Charge separation induced by P-odd bubbles in QCD matter
D. Kharzeev, A. Zhitnitsky
TL;DR
The paper analyzes how P- and CP-odd fluctuations in QCD matter, governed by a nonzero $\theta$, can induce an electric field along the angular-momentum axis in rotating, off-central heavy-ion collisions. Using an anomalous Lagrangian, it derives $${\mathbf E} \propto \theta \boldsymbol{\Omega}$$ and a surface charge density $${\sigma_{xy}} \propto \theta \Omega_z$$, establishing a topological mechanism for charge separation observable via event-by-event correlations. Numerical estimates suggest a few percent quark–antiquark asymmetry for semi-central RHIC events, vanishing for central collisions, in qualitative agreement with preliminary STAR results. The authors also extrapolate these CP-odd effects to cosmology, proposing that nonzero $\theta$ during the QCD phase transition could create CP-odd domains and quark nuggets as dark matter, potentially connecting baryogenesis to dark matter in the early Universe.
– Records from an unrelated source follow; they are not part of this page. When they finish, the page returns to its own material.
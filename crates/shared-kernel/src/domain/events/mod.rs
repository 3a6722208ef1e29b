mod event;
mod envelope;

pub use event::DomainEvent;
pub use envelope::EventEnvelope;
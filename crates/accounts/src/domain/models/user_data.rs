// crates/accounts/src/domain/models/user_data.rs

use std::collections::btree_map::{self, BTreeMap};
use serde::{Deserialize, Serialize};
use crate::domain::models::PropertyData;
use crate::domain::value_objects::{PropertyName, VerificationStatus};

/// Ensemble des propriétés d'un utilisateur, tel que stocké.
///
/// L'ordre des clés est celui de `PropertyName`, l'égalité est structurelle :
/// deux records portant les mêmes paires sont égaux quel que soit l'ordre de saisie.
#[derive(Debug, Clone, PartialEq, Eq, Default, Serialize, Deserialize)]
#[serde(transparent)]
pub struct UserData(BTreeMap<PropertyName, PropertyData>);

impl UserData {
    pub fn new() -> Self {
        Self::default()
    }

    pub fn get(&self, name: &PropertyName) -> Option<&PropertyData> {
        self.0.get(name)
    }

    pub fn get_mut(&mut self, name: &PropertyName) -> Option<&mut PropertyData> {
        self.0.get_mut(name)
    }

    pub fn insert(&mut self, name: PropertyName, data: PropertyData) -> Option<PropertyData> {
        self.0.insert(name, data)
    }

    pub fn iter(&self) -> btree_map::Iter<'_, PropertyName, PropertyData> {
        self.0.iter()
    }

    pub fn iter_mut(&mut self) -> btree_map::IterMut<'_, PropertyName, PropertyData> {
        self.0.iter_mut()
    }

    pub fn is_empty(&self) -> bool {
        self.0.is_empty()
    }

    pub fn len(&self) -> usize {
        self.0.len()
    }

    /// Valeur d'une propriété, "" si elle est absente
    pub fn value_of(&self, name: &PropertyName) -> &str {
        self.0.get(name).map_or("", |p| p.value.as_str())
    }

    /// Complète les statuts de vérification absents des anciens records.
    /// N'ajoute jamais de propriété.
    pub fn add_missing_default_values(mut self) -> Self {
        for data in self.0.values_mut() {
            data.verified.get_or_insert(VerificationStatus::NotVerified);
        }
        self
    }
}

impl FromIterator<(PropertyName, PropertyData)> for UserData {
    fn from_iter<I: IntoIterator<Item = (PropertyName, PropertyData)>>(iter: I) -> Self {
        Self(iter.into_iter().collect())
    }
}

impl IntoIterator for UserData {
    type Item = (PropertyName, PropertyData);
    type IntoIter = btree_map::IntoIter<PropertyName, PropertyData>;

    fn into_iter(self) -> Self::IntoIter {
        self.0.into_iter()
    }
}

impl<'a> IntoIterator for &'a UserData {
    type Item = (&'a PropertyName, &'a PropertyData);
    type IntoIter = btree_map::Iter<'a, PropertyName, PropertyData>;

    fn into_iter(self) -> Self::IntoIter {
        self.0.iter()
    }
}
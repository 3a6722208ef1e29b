#[cfg(test)]
mod tests {
    use std::sync::Arc;
    use shared_kernel::application::ports::EventDispatcherStub;
    use shared_kernel::clock::SystemClock;
    use shared_kernel::infrastructure::config::StaticConfigProvider;

    use crate::application::update_account::{UpdateAccountCommand, UpdateAccountUseCase};
    use crate::application::update_user::UpdateUserUseCase;
    use crate::domain::builders::UserDataBuilder;
    use crate::domain::entities::Account;
    use crate::domain::repositories::AccountRepositoryStub;
    use crate::domain::services::VerificationInitiatorStub;
    use crate::domain::value_objects::{DataPolicy, PropertyName, Scope, UserId, VerificationStatus};

    fn setup() -> (UpdateAccountUseCase, Arc<AccountRepositoryStub>, Arc<EventDispatcherStub>) {
        let repo = Arc::new(AccountRepositoryStub::new());
        let dispatcher = Arc::new(EventDispatcherStub::new());
        let update_user = UpdateUserUseCase::new(
            repo.clone(),
            dispatcher.clone(),
            Arc::new(VerificationInitiatorStub::new()),
            Arc::new(StaticConfigProvider::new().with("default_phone_region", "DE")),
            Arc::new(SystemClock),
        );
        (UpdateAccountUseCase::new(Arc::new(update_user)), repo, dispatcher)
    }

    #[tokio::test]
    async fn test_account_is_persisted_in_canonical_form() {
        let (use_case, repo, dispatcher) = setup();
        let user_id = UserId::try_new("alice").unwrap();

        let mut account = Account::new(user_id.clone());
        account.set_property(PropertyName::Phone, "0711 / 25 24 28-90", Scope::Private, VerificationStatus::NotVerified).unwrap();
        account.set_property(PropertyName::DisplayName, "Alice", Scope::Published, VerificationStatus::NotVerified).unwrap();

        let saved = use_case
            .execute(UpdateAccountCommand::new(account, DataPolicy::Strict))
            .await
            .unwrap();

        assert_eq!(saved.property(PropertyName::Phone).unwrap().value(), "+4971125242890");
        assert_eq!(saved.property(PropertyName::Phone).unwrap().scope(), Scope::Private);
        assert_eq!(repo.stored(&user_id).unwrap().get(&PropertyName::Phone).unwrap().scope, "v2-private");
        assert_eq!(dispatcher.dispatched_count(), 1);
    }

    #[tokio::test]
    async fn test_unchanged_account_is_not_written_again() {
        let (use_case, repo, dispatcher) = setup();
        let user_id = UserId::try_new("alice").unwrap();
        repo.add_record(
            user_id.clone(),
            UserDataBuilder::new()
                .with_property(PropertyName::Twitter, "@alice", Scope::Federated)
                .with_verified(PropertyName::Twitter, VerificationStatus::Verified)
                .build(),
        );

        let mut account = Account::new(user_id);
        account.set_property(PropertyName::Twitter, "@alice", Scope::Federated, VerificationStatus::Verified).unwrap();

        use_case
            .execute(UpdateAccountCommand::new(account, DataPolicy::Strict))
            .await
            .unwrap();

        assert_eq!(repo.write_count(), 0);
        assert_eq!(dispatcher.dispatched_count(), 0);
    }
}
// crates/shared-kernel/src/domain/value_objects/value_object.rs

use crate::errors::Result;

pub trait ValueObject: PartialEq + Clone {
    fn validate(&self) -> Result<()>;

    fn is_valid(&self) -> bool {
        self.validate().is_ok()
    }
}
// crates/accounts/src/domain/value_objects/website.rs

use std::fmt;
use serde::{Deserialize, Serialize};
use url::Url;
use shared_kernel::domain::value_objects::ValueObject;
use shared_kernel::errors::{DomainError, Result};

/// Site web d'un profil. La saisie est conservée telle quelle une fois validée.
#[derive(Debug, Clone, PartialEq, Eq, Hash, Serialize, Deserialize)]
#[serde(try_from = "String", into = "String")]
pub struct Website(String);

impl Website {
    /// Constructeur sécurisé (Domaine / API)
    pub fn parse(value: impl Into<String>) -> Result<Self> {
        let website = Self(value.into());
        website.validate()?;
        Ok(website)
    }

    pub fn as_str(&self) -> &str {
        &self.0
    }
}

impl ValueObject for Website {
    fn validate(&self) -> Result<()> {
        // Le parseur ignore les blancs (bords, tabulations, retours ligne) : on les refuse avant
        if self.0.chars().any(char::is_whitespace) {
            return Err(DomainError::Validation {
                field: "website",
                reason: "Website must not contain whitespace".into(),
            });
        }

        // URL absolue obligatoire : "//host/" (relative au protocole) est rejetée ici
        let parsed = Url::parse(&self.0).map_err(|e| DomainError::Validation {
            field: "website",
            reason: format!("Invalid URL format '{}': {}", self.0, e),
        })?;

        // On restreint les protocoles
        let scheme = parsed.scheme();
        if scheme != "http" && scheme != "https" {
            return Err(DomainError::Validation {
                field: "website",
                reason: "Only http and https protocols are allowed".into(),
            });
        }

        if parsed.host_str().map_or(true, str::is_empty) {
            return Err(DomainError::Validation {
                field: "website",
                reason: "Website must contain a host".into(),
            });
        }

        Ok(())
    }
}

impl fmt::Display for Website {
    fn fmt(&self, f: &mut fmt::Formatter<'_>) -> fmt::Result {
        f.write_str(&self.0)
    }
}

impl TryFrom<String> for Website {
    type Error = DomainError;
    fn try_from(value: String) -> Result<Self> {
        Self::parse(value)
    }
}

impl From<Website> for String {
    fn from(website: Website) -> Self {
        website.0
    }
}
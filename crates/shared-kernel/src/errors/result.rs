use crate::errors::DomainError;

/// RESULT DU DOMAINE
/// Utilisé par : Value Objects, Use Cases, Repositories (Ports).
pub type Result<T> = std::result::Result<T, DomainError>;

/// Helper pour les erreurs de type "Internal" rapides
pub fn internal_err(msg: impl Into<String>) -> DomainError {
    DomainError::Internal(msg.into())
}
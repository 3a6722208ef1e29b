// crates/accounts/src/domain/value_objects/phone_region.rs

use std::fmt;
use phonenumber::country;
use shared_kernel::domain::value_objects::ValueObject;
use shared_kernel::errors::{DomainError, Result};

/// Région ISO 3166 ("DE", "FR") appliquée aux numéros saisis sans indicatif.
#[derive(Debug, Clone, PartialEq, Eq, Hash)]
pub struct PhoneRegion(String);

impl PhoneRegion {
    /// Constructeur sécurisé : normalise en majuscules et valide
    pub fn try_new(code: impl Into<String>) -> Result<Self> {
        let region = Self(code.into().trim().to_uppercase());
        region.validate()?;
        Ok(region)
    }

    /// Lecture depuis la configuration : vide ou inconnue = aucune région
    pub fn from_config(raw: &str) -> Option<Self> {
        if raw.trim().is_empty() {
            return None;
        }
        match Self::try_new(raw) {
            Ok(region) => Some(region),
            Err(e) => {
                tracing::warn!("⚠️ Default phone region ignored: {}", e);
                None
            }
        }
    }

    pub fn as_str(&self) -> &str {
        &self.0
    }

    pub(crate) fn country(&self) -> Option<country::Id> {
        self.0.parse().ok()
    }
}

impl ValueObject for PhoneRegion {
    fn validate(&self) -> Result<()> {
        let well_formed = self.0.len() == 2 && self.0.chars().all(|c| c.is_ascii_uppercase());
        if !well_formed || self.country().is_none() {
            return Err(DomainError::Validation {
                field: "phone_region",
                reason: format!("Region '{}' is not a known ISO 3166 country code", self.0),
            });
        }
        Ok(())
    }
}

impl fmt::Display for PhoneRegion {
    fn fmt(&self, f: &mut fmt::Formatter<'_>) -> fmt::Result {
        f.write_str(&self.0)
    }
}
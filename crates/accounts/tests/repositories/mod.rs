mod account_repository_it;
mod bootstrap_it;
mod update_user_it;
// crates/accounts/tests/common/setup_postgres_test_db.rs

use sqlx::PgPool;
use testcontainers::ContainerAsync;
use testcontainers_modules::postgres::Postgres as PostgresImage;
use shared_kernel::infrastructure::postgres::utils::setup_test_postgres;

pub async fn setup_postgres_test_db() -> (PgPool, ContainerAsync<PostgresImage>) {
    // Plusieurs tests partagent le binaire : seul le premier installe le subscriber
    let _ = tracing_subscriber::fmt().with_test_writer().try_init();

    setup_test_postgres(&[
        "./migrations/postgres"
    ]).await
}
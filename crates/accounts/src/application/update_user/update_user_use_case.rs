// crates/accounts/src/application/update_user/update_user_use_case.rs

use std::sync::Arc;
use async_trait::async_trait;
use shared_kernel::application::ports::{ConfigProvider, EventDispatcher};
use shared_kernel::application::CommandHandler;
use shared_kernel::clock::Clock;
use shared_kernel::errors::{DomainError, Result};

use crate::application::update_user::UpdateUserCommand;
use crate::application::DEFAULT_PHONE_REGION_KEY;
use crate::domain::events::AccountEvent;
use crate::domain::models::UserData;
use crate::domain::repositories::AccountRepository;
use crate::domain::services::{email_changed, update_verify_status, PropertySanitizer, VerificationInitiator};
use crate::domain::value_objects::{PhoneRegion, PropertyName, UserId, VerificationStatus};

enum Outcome {
    Unchanged(UserData),
    Written(UserData),
}

pub struct UpdateUserUseCase {
    account_repo: Arc<dyn AccountRepository>,
    dispatcher: Arc<dyn EventDispatcher>,
    verifier: Arc<dyn VerificationInitiator>,
    config: Arc<dyn ConfigProvider>,
    clock: Arc<dyn Clock>,
}

impl UpdateUserUseCase {
    pub fn new(
        account_repo: Arc<dyn AccountRepository>,
        dispatcher: Arc<dyn EventDispatcher>,
        verifier: Arc<dyn VerificationInitiator>,
        config: Arc<dyn ConfigProvider>,
        clock: Arc<dyn Clock>,
    ) -> Self {
        Self { account_repo, dispatcher, verifier, config, clock }
    }

    pub async fn execute(&self, cmd: UpdateUserCommand) -> Result<UserData> {
        // 1. LECTURE DU RECORD EXISTANT
        let stored = self.account_repo.find_by_user_id(&cmd.user_id).await?;

        // 2. NORMALISATION (aucune écriture si la saisie est refusée)
        let region = self.config
            .get_string(DEFAULT_PHONE_REGION_KEY)
            .and_then(|raw| PhoneRegion::from_config(&raw));
        let data = PropertySanitizer::new(region).sanitize(cmd.data, cmd.policy)?;

        // 3. INSERTION / MISE À JOUR / RIEN
        let outcome = match stored {
            None => self.insert_or_merge(&cmd.user_id, data).await?,
            Some(old) => self.merge(&cmd.user_id, old.add_missing_default_values(), data).await?,
        };
        let data = match outcome {
            Outcome::Unchanged(data) => return Ok(data),
            Outcome::Written(data) => data,
        };

        // 4. NOTIFICATION (une seule fois par écriture)
        let event = AccountEvent::UserUpdated {
            user_id: cmd.user_id,
            properties: data.clone(),
            occurred_at: self.clock.now(),
            correlation_id: cmd.correlation_id,
        };
        self.dispatcher.dispatch(&event).await?;

        Ok(data)
    }

    async fn insert_or_merge(&self, user_id: &UserId, data: UserData) -> Result<Outcome> {
        match self.account_repo.insert(user_id, &data).await {
            Ok(()) => {
                tracing::info!("👤 Account record created for {}", user_id);
                Ok(Outcome::Written(data))
            }
            // Créé entre-temps par une autre requête : on repasse par la mise à jour
            Err(e) if e.is_already_exists() => {
                tracing::debug!("Account record for {} created concurrently, merging", user_id);
                let old = self.account_repo
                    .find_by_user_id(user_id)
                    .await?
                    .ok_or_else(|| DomainError::NotFound {
                        entity: "Account",
                        id: user_id.to_string(),
                    })?;
                self.merge(user_id, old.add_missing_default_values(), data).await
            }
            Err(e) => Err(e),
        }
    }

    async fn merge(&self, user_id: &UserId, old: UserData, data: UserData) -> Result<Outcome> {
        if data == old {
            tracing::debug!("Account data unchanged for {}, nothing to write", user_id);
            return Ok(Outcome::Unchanged(data));
        }

        // Record vide : écrasé tel quel, sans passe de vérification
        if old.is_empty() {
            self.account_repo.update(user_id, &data).await?;
            return Ok(Outcome::Written(data));
        }

        let data = self.check_email_verification(user_id, &old, data).await?;
        let data = update_verify_status(&old, data);
        self.account_repo.update(user_id, &data).await?;
        tracing::info!("👤 Account record updated for {}", user_id);
        Ok(Outcome::Written(data))
    }

    /// Un email modifié repasse en non vérifié, une nouvelle adresse lance la vérification.
    async fn check_email_verification(&self, user_id: &UserId, old: &UserData, mut new: UserData) -> Result<UserData> {
        if !email_changed(old, &new) {
            return Ok(new);
        }

        if let Some(email) = new.get_mut(&PropertyName::Email) {
            email.verified = Some(VerificationStatus::NotVerified);
        }

        if new.value_of(&PropertyName::Email).is_empty() {
            return Ok(new);
        }

        self.verifier.initiate(user_id, old, new).await
    }
}

#[async_trait]
impl CommandHandler<UpdateUserCommand> for UpdateUserUseCase {
    type Output = UserData;

    async fn handle(&self, command: UpdateUserCommand) -> Result<UserData> {
        self.execute(command).await
    }
}
// crates/shared-kernel/src/infrastructure/mod.rs

pub mod config;

#[cfg(feature = "postgres")]
pub mod postgres;
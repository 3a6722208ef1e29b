// crates/accounts/src/domain/services/verification_policy.rs

use crate::domain::models::UserData;
use crate::domain::value_objects::{PropertyName, VerificationStatus};

pub fn email_changed(old: &UserData, new: &UserData) -> bool {
    old.value_of(&PropertyName::Email) != new.value_of(&PropertyName::Email)
}

/// Recalcule le statut de chaque propriété présente dans `new` :
/// valeur inchangée -> statut précédent, valeur modifiée -> `NotVerified`.
/// Un email modifié est laissé tel quel, son statut relève de la vérification email.
pub fn update_verify_status(old: &UserData, mut new: UserData) -> UserData {
    let email_modified = email_changed(old, &new);

    for (name, data) in new.iter_mut() {
        if *name == PropertyName::Email && email_modified {
            continue;
        }

        let previous = old.get(name);
        let unchanged = previous.map_or("", |p| p.value.as_str()) == data.value;

        data.verified = if unchanged {
            Some(previous.and_then(|p| p.verified).unwrap_or_default())
        } else {
            Some(VerificationStatus::NotVerified)
        };
    }

    new
}
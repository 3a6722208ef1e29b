// crates/accounts/src/domain/entities/account_property.rs

use serde::{Deserialize, Serialize};
use shared_kernel::errors::{DomainError, Result};
use crate::domain::value_objects::{PropertyName, Scope, VerificationStatus};

/// Propriété typée d'un compte : le scope est toujours canonique.
#[derive(Debug, Clone, PartialEq, Eq, Serialize, Deserialize)]
pub struct AccountProperty {
    name: PropertyName,
    value: String,
    scope: Scope,
    verified: VerificationStatus,
}

impl AccountProperty {
    pub fn new(name: PropertyName, value: impl Into<String>, scope: Scope) -> Result<Self> {
        if scope == Scope::Private && !name.allows_private_scope() {
            return Err(DomainError::InvalidScope {
                property: name.as_str(),
                scope: scope.to_string(),
            });
        }

        Ok(Self {
            name,
            value: value.into(),
            scope,
            verified: VerificationStatus::NotVerified,
        })
    }

    pub fn with_verified(mut self, status: VerificationStatus) -> Self {
        self.verified = status;
        self
    }

    // --- GETTERS ---

    pub fn name(&self) -> PropertyName {
        self.name
    }

    pub fn value(&self) -> &str {
        &self.value
    }

    pub fn scope(&self) -> Scope {
        self.scope
    }

    pub fn verified(&self) -> VerificationStatus {
        self.verified
    }
}
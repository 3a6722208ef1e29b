// crates/accounts/src/application/get_account/get_account_query.rs

use crate::domain::value_objects::UserId;

#[derive(Debug, Clone)]
pub struct GetAccountQuery {
    pub user_id: UserId,
}
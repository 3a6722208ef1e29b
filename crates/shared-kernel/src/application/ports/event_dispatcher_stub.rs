// crates/shared-kernel/src/application/ports/event_dispatcher_stub.rs

use std::sync::{Arc, Mutex};
use async_trait::async_trait;
use crate::application::ports::EventDispatcher;
use crate::domain::events::{DomainEvent, EventEnvelope};
use crate::errors::{DomainError, Result};

#[derive(Default)]
pub struct EventDispatcherStub {
    /// Enveloppes reçues, dans l'ordre d'émission
    pub dispatched: Arc<Mutex<Vec<EventEnvelope>>>,
    /// Permet de simuler une panne du bus
    pub error_to_return: Arc<Mutex<Option<DomainError>>>,
}

impl EventDispatcherStub {
    pub fn new() -> Self {
        Self::default()
    }

    pub fn dispatched_count(&self) -> usize {
        self.dispatched.lock().unwrap().len()
    }

    pub fn last(&self) -> Option<EventEnvelope> {
        self.dispatched.lock().unwrap().last().cloned()
    }
}

#[async_trait]
impl EventDispatcher for EventDispatcherStub {
    async fn dispatch(&self, event: &dyn DomainEvent) -> Result<()> {
        if let Some(err) = self.error_to_return.lock().unwrap().clone() {
            return Err(err);
        }
        self.dispatched.lock().unwrap().push(EventEnvelope::wrap(event));
        Ok(())
    }
}
mod system;

use chrono::{DateTime, Utc};

pub use system::SystemClock;

pub trait Clock: Send + Sync {
    fn now(&self) -> DateTime<Utc>;
}

/// Horloge figée pour les tests
#[derive(Debug, Clone, Copy)]
pub struct FixedClock(pub DateTime<Utc>);

impl Clock for FixedClock {
    fn now(&self) -> DateTime<Utc> {
        self.0
    }
}
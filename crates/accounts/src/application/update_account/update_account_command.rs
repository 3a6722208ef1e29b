// crates/accounts/src/application/update_account/update_account_command.rs

use uuid::Uuid;
use crate::domain::entities::Account;
use crate::domain::value_objects::DataPolicy;

#[derive(Debug, Clone)]
pub struct UpdateAccountCommand {
    pub account: Account,
    pub policy: DataPolicy,
    pub correlation_id: Option<Uuid>,
}

impl UpdateAccountCommand {
    pub fn new(account: Account, policy: DataPolicy) -> Self {
        Self { account, policy, correlation_id: None }
    }
}
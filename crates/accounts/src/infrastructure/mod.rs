#[cfg(feature = "postgres")]
pub mod postgres;
pub mod builders;
pub mod entities;
pub mod events;
pub mod models;
pub mod repositories;
pub mod services;
pub mod value_objects;
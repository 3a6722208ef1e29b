mod data_policy;
mod phone_number;
mod phone_region;
mod property_name;
mod scope;
mod user_id;
mod verification_status;
mod website;

pub use data_policy::DataPolicy;
pub use phone_number::PhoneNumber;
pub use phone_region::PhoneRegion;
pub use property_name::PropertyName;
pub use scope::Scope;
pub use user_id::UserId;
pub use verification_status::VerificationStatus;
pub use website::Website;

#[cfg(test)]
mod tests;
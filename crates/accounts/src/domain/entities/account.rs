// crates/accounts/src/domain/entities/account.rs

use shared_kernel::errors::Result;
use crate::domain::entities::AccountProperty;
use crate::domain::models::{PropertyData, UserData};
use crate::domain::value_objects::{DataPolicy, PropertyName, Scope, UserId, VerificationStatus};

/// Vue typée des propriétés d'un utilisateur.
///
/// Les propriétés gardent leur ordre d'insertion, chaque nom apparaît au plus une fois.
/// Le nom et l'email ne sont jamais en scope privé.
#[derive(Debug, Clone)]
pub struct Account {
    user_id: UserId,
    properties: Vec<AccountProperty>,
}

impl Account {
    pub fn new(user_id: UserId) -> Self {
        Self { user_id, properties: Vec::new() }
    }

    /// Reconstruit un compte depuis un record stocké.
    /// Les scopes inconnus ou interdits retombent sur `Local`, les statuts absents sur `NotVerified`.
    pub fn from_user_data(user_id: UserId, data: &UserData) -> Result<Self> {
        let mut account = Self::new(user_id);

        for (name, property) in data {
            let scope = Scope::normalize(*name, &property.scope, DataPolicy::Lenient)?;
            account.set_property(
                *name,
                property.value.clone(),
                scope,
                property.verified.unwrap_or_default(),
            )?;
        }

        Ok(account)
    }

    pub fn to_user_data(&self) -> UserData {
        self.properties
            .iter()
            .map(|p| {
                let data = PropertyData::new(p.value(), p.scope()).verified(p.verified());
                (p.name(), data)
            })
            .collect()
    }

    // ==========================================
    // GESTION DES PROPRIÉTÉS
    // ==========================================

    /// Ajoute ou remplace une propriété. Un remplacement conserve la position d'origine.
    pub fn set_property(
        &mut self,
        name: PropertyName,
        value: impl Into<String>,
        scope: Scope,
        verified: VerificationStatus,
    ) -> Result<()> {
        let property = AccountProperty::new(name, value, scope)?.with_verified(verified);

        match self.properties.iter_mut().find(|p| p.name() == name) {
            Some(existing) => *existing = property,
            None => self.properties.push(property),
        }

        Ok(())
    }

    pub fn property(&self, name: PropertyName) -> Option<&AccountProperty> {
        self.properties.iter().find(|p| p.name() == name)
    }

    pub fn properties(&self) -> &[AccountProperty] {
        &self.properties
    }

    pub fn filter_by_scope(&self, scope: Scope) -> Vec<&AccountProperty> {
        self.properties.iter().filter(|p| p.scope() == scope).collect()
    }

    pub fn user_id(&self) -> &UserId {
        &self.user_id
    }
}

// Égalité structurelle : l'ordre des propriétés n'entre pas en compte
impl PartialEq for Account {
    fn eq(&self, other: &Self) -> bool {
        self.user_id == other.user_id
            && self.properties.len() == other.properties.len()
            && self.properties.iter().all(|p| other.property(p.name()) == Some(p))
    }
}

impl Eq for Account {}
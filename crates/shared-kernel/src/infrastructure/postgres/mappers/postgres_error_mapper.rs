// crates/shared-kernel/src/infrastructure/postgres/mappers/postgres_error_mapper.rs

use crate::errors::DomainError;

pub trait SqlxErrorExt<T> {
    /// Traduit les violations d'unicité en `AlreadyExists`, le reste en `Infrastructure`
    fn map_domain(self, entity: &'static str, field: &'static str) -> Result<T, DomainError>;
    fn map_domain_infra(self, context: &'static str) -> Result<T, DomainError>;
}

impl<T> SqlxErrorExt<T> for std::result::Result<T, sqlx::Error> {
    fn map_domain(self, entity: &'static str, field: &'static str) -> Result<T, DomainError> {
        self.map_err(|e| match e {
            sqlx::Error::RowNotFound => DomainError::NotFound {
                entity,
                id: "unknown".into(),
            },
            sqlx::Error::Database(db_err) => {
                // Violation d'unicité (Code Postgres 23505)
                if db_err.code().map(|c| c == "23505").unwrap_or(false) {
                    return DomainError::AlreadyExists {
                        entity,
                        field,
                        value: "already taken".into(),
                    };
                }

                DomainError::Infrastructure(db_err.message().into())
            }
            _ => DomainError::Infrastructure(e.to_string()),
        })
    }

    fn map_domain_infra(self, context: &'static str) -> Result<T, DomainError> {
        self.map_err(|e| DomainError::Infrastructure(format!("{}: {}", context, e)))
    }
}
// crates/accounts/src/domain/value_objects/phone_number.rs

use std::sync::LazyLock;
use serde::{Deserialize, Serialize};
use regex::Regex;
use phonenumber::Mode;
use shared_kernel::domain::value_objects::ValueObject;
use shared_kernel::errors::{DomainError, Result};
use crate::domain::value_objects::PhoneRegion;

// Regex E.164 : un '+' suivi de 7 à 15 chiffres (pas de 0 après le +)
static E164_REGEX: LazyLock<Regex> = LazyLock::new(|| {
    Regex::new(r"^\+[1-9]\d{6,14}$").unwrap()
});

#[derive(Debug, Clone, PartialEq, Eq, Hash, Serialize, Deserialize)]
#[serde(try_from = "String", into = "String")]
pub struct PhoneNumber(String);

impl PhoneNumber {
    /// Analyse une saisie libre ("0711 / 25 24 28-90") et la normalise en E.164.
    /// `default_region` n'est utilisé que si la saisie n'a pas d'indicatif.
    pub fn parse(raw: &str, default_region: Option<&PhoneRegion>) -> Result<Self> {
        let region = default_region.and_then(PhoneRegion::country);

        let number = phonenumber::parse(region, raw).map_err(|e| DomainError::Validation {
            field: "phone",
            reason: format!("Unable to parse phone number '{}': {}", raw, e),
        })?;

        if !phonenumber::is_valid(&number) {
            return Err(DomainError::Validation {
                field: "phone",
                reason: format!("'{}' is not a valid phone number for the resolved region", raw),
            });
        }

        // E.164 ne porte pas de poste : on refuse plutôt que de le perdre
        if number.extension().is_some() {
            return Err(DomainError::Validation {
                field: "phone",
                reason: format!("'{}' contains an extension, which cannot be stored", raw),
            });
        }

        let phone = Self(number.format().mode(Mode::E164).to_string());
        phone.validate()?;

        Ok(phone)
    }

    /// Reconstruction rapide (Infrastructure / DB), la valeur est déjà en E.164
    pub fn from_raw(value: impl Into<String>) -> Self {
        Self(value.into())
    }

    pub fn as_str(&self) -> &str {
        &self.0
    }
}

impl ValueObject for PhoneNumber {
    fn validate(&self) -> Result<()> {
        if !E164_REGEX.is_match(&self.0) {
            return Err(DomainError::Validation {
                field: "phone",
                reason: "Must be in E.164 format (e.g., +4971125242890)".into(),
            });
        }
        Ok(())
    }
}

// --- CONVERSIONS ---

impl TryFrom<String> for PhoneNumber {
    type Error = DomainError;
    fn try_from(value: String) -> Result<Self> {
        let phone = Self::from_raw(value);
        phone.validate()?;
        Ok(phone)
    }
}

impl From<PhoneNumber> for String {
    fn from(phone: PhoneNumber) -> Self {
        phone.0
    }
}

impl std::fmt::Display for PhoneNumber {
    fn fmt(&self, f: &mut std::fmt::Formatter<'_>) -> std::fmt::Result {
        f.write_str(&self.0)
    }
}
pub mod get_account;
pub mod get_user;
pub mod update_account;
pub mod update_user;

/// Clé de configuration de la région utilisée pour les numéros sans indicatif
pub const DEFAULT_PHONE_REGION_KEY: &str = "default_phone_region";
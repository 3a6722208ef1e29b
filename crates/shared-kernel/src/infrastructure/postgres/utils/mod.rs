// crates/shared-kernel/src/infrastructure/postgres/utils/mod.rs

mod postgres_migrations;
pub use postgres_migrations::run_kernel_postgres_migrations;

#[cfg(feature = "test-utils")]
mod postgres_test_utils;

#[cfg(feature = "test-utils")]
pub use postgres_test_utils::setup_test_postgres;
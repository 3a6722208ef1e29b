mod postgres_config;
mod postgres_factory;

pub use postgres_config::PostgresConfig;
pub use postgres_factory::create_postgres_pool;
Overall, the work links anomalous QCD topological effects to measurable heavy-ion observables and explores intriguing cosmological implications of charge separation.
Abstract
We examine the recent suggestion that P- and CP-odd effects in QCD matter can induce electric charge asymmetry with respect to reaction plane in relativistic heavy ion collisions. General arguments are given which confirm that the angular momentum of QCD matter in the presence of non-zero topological charge should induce an electric field aligned along the axis of the angular momentum. A simple formula relating the magnitude of charge asymmetry to the angular momentum and topological charge is derived. The expected asymmetry is amenable to experimental observation at RHIC and LHC; we discuss the recent preliminary STAR result in light of our findings.